When a line in the entries contains the word "entities", copy that line in full.

BEGIN GIVEN INFORMATION

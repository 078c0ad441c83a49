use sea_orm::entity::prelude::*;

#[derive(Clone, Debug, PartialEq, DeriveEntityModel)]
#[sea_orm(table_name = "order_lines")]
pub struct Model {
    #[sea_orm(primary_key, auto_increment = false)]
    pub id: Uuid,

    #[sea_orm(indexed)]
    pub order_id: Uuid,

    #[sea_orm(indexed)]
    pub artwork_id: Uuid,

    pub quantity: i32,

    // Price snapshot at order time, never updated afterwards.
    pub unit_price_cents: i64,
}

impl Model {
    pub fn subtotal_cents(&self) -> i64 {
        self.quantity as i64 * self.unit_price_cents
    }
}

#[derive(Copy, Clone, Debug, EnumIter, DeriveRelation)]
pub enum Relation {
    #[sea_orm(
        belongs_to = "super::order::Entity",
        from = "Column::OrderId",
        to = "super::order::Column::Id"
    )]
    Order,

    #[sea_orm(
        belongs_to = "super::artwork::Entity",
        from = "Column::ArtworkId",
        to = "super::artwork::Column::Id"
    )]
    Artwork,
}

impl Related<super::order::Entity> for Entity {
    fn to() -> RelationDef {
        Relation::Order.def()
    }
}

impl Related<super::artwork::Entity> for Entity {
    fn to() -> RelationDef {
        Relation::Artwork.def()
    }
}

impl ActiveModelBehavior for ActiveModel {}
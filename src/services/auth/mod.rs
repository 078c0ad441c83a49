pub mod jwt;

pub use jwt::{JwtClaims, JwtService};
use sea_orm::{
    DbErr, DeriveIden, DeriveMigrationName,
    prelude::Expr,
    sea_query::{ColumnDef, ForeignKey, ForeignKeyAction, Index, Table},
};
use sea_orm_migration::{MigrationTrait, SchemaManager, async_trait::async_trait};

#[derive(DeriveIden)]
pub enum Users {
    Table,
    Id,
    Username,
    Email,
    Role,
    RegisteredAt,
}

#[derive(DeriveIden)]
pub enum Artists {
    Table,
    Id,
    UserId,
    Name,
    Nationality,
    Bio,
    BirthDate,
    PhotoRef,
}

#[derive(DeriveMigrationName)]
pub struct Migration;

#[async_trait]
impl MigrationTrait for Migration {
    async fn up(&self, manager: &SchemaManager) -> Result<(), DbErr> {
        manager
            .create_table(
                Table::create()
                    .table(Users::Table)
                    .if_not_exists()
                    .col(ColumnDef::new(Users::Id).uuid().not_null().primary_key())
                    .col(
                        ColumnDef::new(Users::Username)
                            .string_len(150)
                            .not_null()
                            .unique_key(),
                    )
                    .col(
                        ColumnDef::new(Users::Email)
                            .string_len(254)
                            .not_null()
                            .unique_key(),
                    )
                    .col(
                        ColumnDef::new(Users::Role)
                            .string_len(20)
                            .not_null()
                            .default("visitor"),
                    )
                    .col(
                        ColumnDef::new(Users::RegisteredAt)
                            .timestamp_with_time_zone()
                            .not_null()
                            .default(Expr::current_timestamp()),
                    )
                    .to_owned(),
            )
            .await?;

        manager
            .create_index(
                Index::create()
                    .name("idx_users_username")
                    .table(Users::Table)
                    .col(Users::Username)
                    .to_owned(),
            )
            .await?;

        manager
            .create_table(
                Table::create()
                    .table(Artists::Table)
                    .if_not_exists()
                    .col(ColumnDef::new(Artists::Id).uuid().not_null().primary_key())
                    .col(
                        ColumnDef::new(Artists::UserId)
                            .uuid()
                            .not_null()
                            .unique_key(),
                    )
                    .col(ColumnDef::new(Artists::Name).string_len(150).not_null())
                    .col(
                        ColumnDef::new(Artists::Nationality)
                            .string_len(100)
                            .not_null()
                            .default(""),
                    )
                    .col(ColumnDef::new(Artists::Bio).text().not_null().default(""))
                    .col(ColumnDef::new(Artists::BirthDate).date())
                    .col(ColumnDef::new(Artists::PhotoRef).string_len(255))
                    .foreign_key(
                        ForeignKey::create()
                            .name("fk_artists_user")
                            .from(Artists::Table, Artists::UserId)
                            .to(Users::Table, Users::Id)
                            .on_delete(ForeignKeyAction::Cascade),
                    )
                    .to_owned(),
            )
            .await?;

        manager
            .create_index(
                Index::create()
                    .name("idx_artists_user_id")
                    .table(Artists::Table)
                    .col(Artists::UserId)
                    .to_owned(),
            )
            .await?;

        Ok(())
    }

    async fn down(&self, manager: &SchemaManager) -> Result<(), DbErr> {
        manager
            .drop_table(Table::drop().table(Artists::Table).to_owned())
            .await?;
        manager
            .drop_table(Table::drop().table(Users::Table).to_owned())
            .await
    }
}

END GIVEN INFORMATION
BEGIN GIVEN INFORMATION

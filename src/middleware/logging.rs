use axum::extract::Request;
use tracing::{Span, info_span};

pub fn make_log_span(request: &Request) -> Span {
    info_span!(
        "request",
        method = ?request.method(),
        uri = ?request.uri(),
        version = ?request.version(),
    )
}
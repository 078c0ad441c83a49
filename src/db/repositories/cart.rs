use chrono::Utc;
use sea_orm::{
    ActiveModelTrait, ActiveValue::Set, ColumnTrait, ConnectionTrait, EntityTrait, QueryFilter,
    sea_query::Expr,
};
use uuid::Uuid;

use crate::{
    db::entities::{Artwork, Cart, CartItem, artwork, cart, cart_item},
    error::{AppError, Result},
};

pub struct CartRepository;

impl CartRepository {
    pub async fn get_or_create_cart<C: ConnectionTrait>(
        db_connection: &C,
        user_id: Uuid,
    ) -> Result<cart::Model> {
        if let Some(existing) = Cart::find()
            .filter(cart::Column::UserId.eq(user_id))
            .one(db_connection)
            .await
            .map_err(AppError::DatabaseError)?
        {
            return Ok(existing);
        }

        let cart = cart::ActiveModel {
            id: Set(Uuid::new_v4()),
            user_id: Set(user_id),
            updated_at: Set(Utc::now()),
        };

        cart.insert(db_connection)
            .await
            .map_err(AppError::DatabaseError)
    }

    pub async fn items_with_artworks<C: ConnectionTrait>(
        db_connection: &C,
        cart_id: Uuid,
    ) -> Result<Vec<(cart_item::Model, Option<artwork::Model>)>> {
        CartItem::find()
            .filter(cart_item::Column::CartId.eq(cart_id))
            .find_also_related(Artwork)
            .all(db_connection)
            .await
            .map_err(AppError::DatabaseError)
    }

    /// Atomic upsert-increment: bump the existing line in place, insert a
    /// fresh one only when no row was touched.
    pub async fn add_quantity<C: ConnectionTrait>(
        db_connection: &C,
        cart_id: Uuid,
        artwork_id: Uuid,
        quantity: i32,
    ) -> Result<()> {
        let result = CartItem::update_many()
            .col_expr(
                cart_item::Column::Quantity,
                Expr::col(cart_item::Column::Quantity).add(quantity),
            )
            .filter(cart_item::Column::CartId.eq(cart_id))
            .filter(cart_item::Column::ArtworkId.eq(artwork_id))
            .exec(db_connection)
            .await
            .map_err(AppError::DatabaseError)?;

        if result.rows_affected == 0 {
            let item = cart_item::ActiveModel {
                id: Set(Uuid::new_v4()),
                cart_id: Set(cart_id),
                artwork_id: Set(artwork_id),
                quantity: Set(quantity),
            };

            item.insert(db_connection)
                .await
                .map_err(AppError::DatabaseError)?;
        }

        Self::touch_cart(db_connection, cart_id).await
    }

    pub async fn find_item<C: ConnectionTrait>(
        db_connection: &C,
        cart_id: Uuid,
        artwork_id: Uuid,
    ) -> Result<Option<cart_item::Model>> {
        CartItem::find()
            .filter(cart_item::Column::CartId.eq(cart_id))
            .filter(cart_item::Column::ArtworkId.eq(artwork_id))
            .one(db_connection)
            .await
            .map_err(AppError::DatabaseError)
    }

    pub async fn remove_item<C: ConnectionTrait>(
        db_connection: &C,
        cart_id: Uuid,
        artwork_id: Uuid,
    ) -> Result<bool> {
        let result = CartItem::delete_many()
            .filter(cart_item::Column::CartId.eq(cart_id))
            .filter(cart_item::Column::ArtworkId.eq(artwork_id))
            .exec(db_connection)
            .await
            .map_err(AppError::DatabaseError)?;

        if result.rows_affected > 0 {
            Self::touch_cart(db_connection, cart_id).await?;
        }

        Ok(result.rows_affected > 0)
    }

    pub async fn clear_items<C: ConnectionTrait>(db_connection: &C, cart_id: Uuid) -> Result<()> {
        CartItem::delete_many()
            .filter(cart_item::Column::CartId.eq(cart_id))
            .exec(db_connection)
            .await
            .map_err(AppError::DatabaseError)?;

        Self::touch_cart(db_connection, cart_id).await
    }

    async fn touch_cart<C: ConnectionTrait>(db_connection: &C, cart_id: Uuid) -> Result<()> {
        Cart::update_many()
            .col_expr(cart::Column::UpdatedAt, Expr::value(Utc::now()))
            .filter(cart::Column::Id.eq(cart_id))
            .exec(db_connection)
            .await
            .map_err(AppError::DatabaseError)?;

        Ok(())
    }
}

END GIVEN INFORMATION
BEGIN GIVEN INFORMATION

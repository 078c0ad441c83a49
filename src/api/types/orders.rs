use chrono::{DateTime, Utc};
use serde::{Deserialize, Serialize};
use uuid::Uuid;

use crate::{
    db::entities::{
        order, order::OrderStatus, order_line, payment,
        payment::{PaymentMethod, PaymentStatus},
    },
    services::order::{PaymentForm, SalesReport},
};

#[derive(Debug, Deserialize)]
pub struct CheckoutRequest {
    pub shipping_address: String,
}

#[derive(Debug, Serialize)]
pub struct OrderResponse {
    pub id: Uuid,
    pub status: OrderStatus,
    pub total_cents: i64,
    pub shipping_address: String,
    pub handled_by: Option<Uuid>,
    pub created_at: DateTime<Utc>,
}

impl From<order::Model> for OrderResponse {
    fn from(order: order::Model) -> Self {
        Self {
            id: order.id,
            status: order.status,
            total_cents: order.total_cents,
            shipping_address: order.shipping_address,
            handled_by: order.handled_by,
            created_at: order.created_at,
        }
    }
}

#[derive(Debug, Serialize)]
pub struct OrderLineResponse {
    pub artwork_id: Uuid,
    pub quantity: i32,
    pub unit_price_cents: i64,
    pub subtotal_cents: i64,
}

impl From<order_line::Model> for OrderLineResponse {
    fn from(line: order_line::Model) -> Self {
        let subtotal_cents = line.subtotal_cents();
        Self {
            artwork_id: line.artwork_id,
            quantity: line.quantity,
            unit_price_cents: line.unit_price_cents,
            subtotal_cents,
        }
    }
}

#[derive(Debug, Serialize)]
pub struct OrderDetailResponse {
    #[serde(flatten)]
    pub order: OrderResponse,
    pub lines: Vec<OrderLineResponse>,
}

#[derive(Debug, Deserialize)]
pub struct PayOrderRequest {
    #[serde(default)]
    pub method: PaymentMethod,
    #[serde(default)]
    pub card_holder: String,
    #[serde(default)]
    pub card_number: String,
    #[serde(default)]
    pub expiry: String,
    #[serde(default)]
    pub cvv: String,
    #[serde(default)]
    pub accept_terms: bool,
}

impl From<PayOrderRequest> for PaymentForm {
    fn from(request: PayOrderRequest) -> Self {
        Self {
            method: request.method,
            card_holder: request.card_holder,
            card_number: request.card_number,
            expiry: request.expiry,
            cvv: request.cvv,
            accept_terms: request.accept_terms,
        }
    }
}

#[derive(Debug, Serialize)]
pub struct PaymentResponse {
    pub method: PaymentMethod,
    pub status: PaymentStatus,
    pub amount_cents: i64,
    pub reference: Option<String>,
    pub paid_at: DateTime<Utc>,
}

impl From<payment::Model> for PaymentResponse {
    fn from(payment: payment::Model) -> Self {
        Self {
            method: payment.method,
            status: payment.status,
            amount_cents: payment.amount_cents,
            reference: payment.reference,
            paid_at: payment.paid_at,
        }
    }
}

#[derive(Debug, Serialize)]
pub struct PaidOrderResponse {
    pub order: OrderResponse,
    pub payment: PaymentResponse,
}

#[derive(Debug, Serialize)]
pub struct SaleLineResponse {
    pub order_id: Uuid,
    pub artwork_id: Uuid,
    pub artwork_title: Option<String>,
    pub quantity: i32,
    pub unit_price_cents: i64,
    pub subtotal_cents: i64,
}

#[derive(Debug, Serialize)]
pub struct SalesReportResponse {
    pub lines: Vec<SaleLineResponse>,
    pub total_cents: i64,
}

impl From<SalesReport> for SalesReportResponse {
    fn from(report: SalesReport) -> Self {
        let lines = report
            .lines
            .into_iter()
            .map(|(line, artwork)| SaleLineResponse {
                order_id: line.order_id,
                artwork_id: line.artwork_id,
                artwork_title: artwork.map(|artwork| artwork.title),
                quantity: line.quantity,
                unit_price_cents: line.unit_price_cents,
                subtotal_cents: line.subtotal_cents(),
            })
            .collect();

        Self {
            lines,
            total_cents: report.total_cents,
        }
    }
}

END GIVEN INFORMATION

• REPLY:
    db::entities::{Artwork, Cart, CartItem, artwork, cart, cart_item},
    db::entities::{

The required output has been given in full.